* **Work to be completed**: Your answer should consist of the line holding "let normalized: Vec<u8> = bytes" and all lines after it to the end of the material, copied exactly.

(Source material)

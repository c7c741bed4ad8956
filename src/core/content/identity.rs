use std::path::Path;

use serde::{Deserialize, Serialize};
use sha1::{Digest, Sha1};

use crate::core::error::{LauncherError, LauncherResult};

/// Both identities of one file: the SHA-1 Modrinth indexes by and the
/// CurseForge fingerprint.
#[derive(Debug, Clone, PartialEq, Eq, Hash, Serialize, Deserialize)]
pub struct ContentIdentity {
    pub sha1: String,
    pub fingerprint: u32,
}

impl ContentIdentity {
    pub fn of_bytes(bytes: &[u8]) -> Self {
        Self {
            sha1: sha1_hex(bytes),
            fingerprint: fingerprint(bytes),
        }
    }
}

/// Read `path` once and compute both identities.
pub async fn compute_identity(path: &Path) -> LauncherResult<ContentIdentity> {
    let bytes = tokio::fs::read(path)
        .await
        .map_err(|e| LauncherError::from_io(path, e))?;
    Ok(ContentIdentity::of_bytes(&bytes))
}

pub fn sha1_hex(bytes: &[u8]) -> String {
    let mut hasher = Sha1::new();
    hasher.update(bytes);
    hex::encode(hasher.finalize())
}

pub fn sha512_hex(bytes: &[u8]) -> String {
    let mut hasher = sha2::Sha512::new();
    hasher.update(bytes);
    hex::encode(hasher.finalize())
}

// ── CurseForge fingerprint ──────────────────────────────
// MurmurHash2 (seed 1) over the file with tab, LF, CR and space removed.
// The length mixed into the seed is the length after stripping.

const MURMUR_M: u32 = 0x5bd1_e995;
const MURMUR_R: u32 = 24;
const FINGERPRINT_SEED: u32 = 1;

fn is_fingerprint_whitespace(b: u8) -> bool {
    matches!(b, 9 | 10 | 13 | 32)
}

pub fn fingerprint(bytes: &[u8]) -> u32 {
    let normalized: Vec<u8> = bytes
        .iter()
        .copied()
        .filter(|b| !is_fingerprint_whitespace(*b))
        .collect();

    let mut h = FINGERPRINT_SEED ^ (normalized.len() as u32);

    let mut chunks = normalized.chunks_exact(4);
    for chunk in &mut chunks {
        let mut k = u32::from_le_bytes([chunk[0], chunk[1], chunk[2], chunk[3]]);
        k = k.wrapping_mul(MURMUR_M);
        k ^= k >> MURMUR_R;
        k = k.wrapping_mul(MURMUR_M);
        h = h.wrapping_mul(MURMUR_M);
        h ^= k;
    }

    let tail = chunks.remainder();
    if !tail.is_empty() {
        if tail.len() >= 3 {
            h ^= (tail[2] as u32) << 16;
        }
        if tail.len() >= 2 {
            h ^= (tail[1] as u32) << 8;
        }
        h ^= tail[0] as u32;
        h = h.wrapping_mul(MURMUR_M);
    }

    h ^= h >> 13;
    h = h.wrapping_mul(MURMUR_M);
    h ^= h >> 15;
    h
}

(End Source material)

* **Answer area**:
    let normalized: Vec<u8> = bytes
        .iter()
        .copied()
        .filter(|b| !is_fingerprint_whitespace(*b))
        .collect();

    let mut h = FINGERPRINT_SEED ^ (normalized.len() as u32);

    let mut chunks = normalized.chunks_exact(4);
    for chunk in &mut chunks {
        let mut k = u32::from_le_bytes([chunk[0], chunk[1], chunk[2], chunk[3]]);
        k = k.wrapping_mul(MURMUR_M);
        k ^= k >> MURMUR_R;
        k = k.wrapping_mul(MURMUR_M);
        h = h.wrapping_mul(MURMUR_M);
        h ^= k;
    }

    let tail = chunks.remainder();
    if !tail.is_empty() {
        if tail.len() >= 3 {
            h ^= (tail[2] as u32) << 16;
        }
        if tail.len() >= 2 {
            h ^= (tail[1] as u32) << 8;
        }
        h ^= tail[0] as u32;
        h = h.wrapping_mul(MURMUR_M);
    }

    h ^= h >> 13;
    h = h.wrapping_mul(MURMUR_M);
    h ^= h >> 15;
    h
}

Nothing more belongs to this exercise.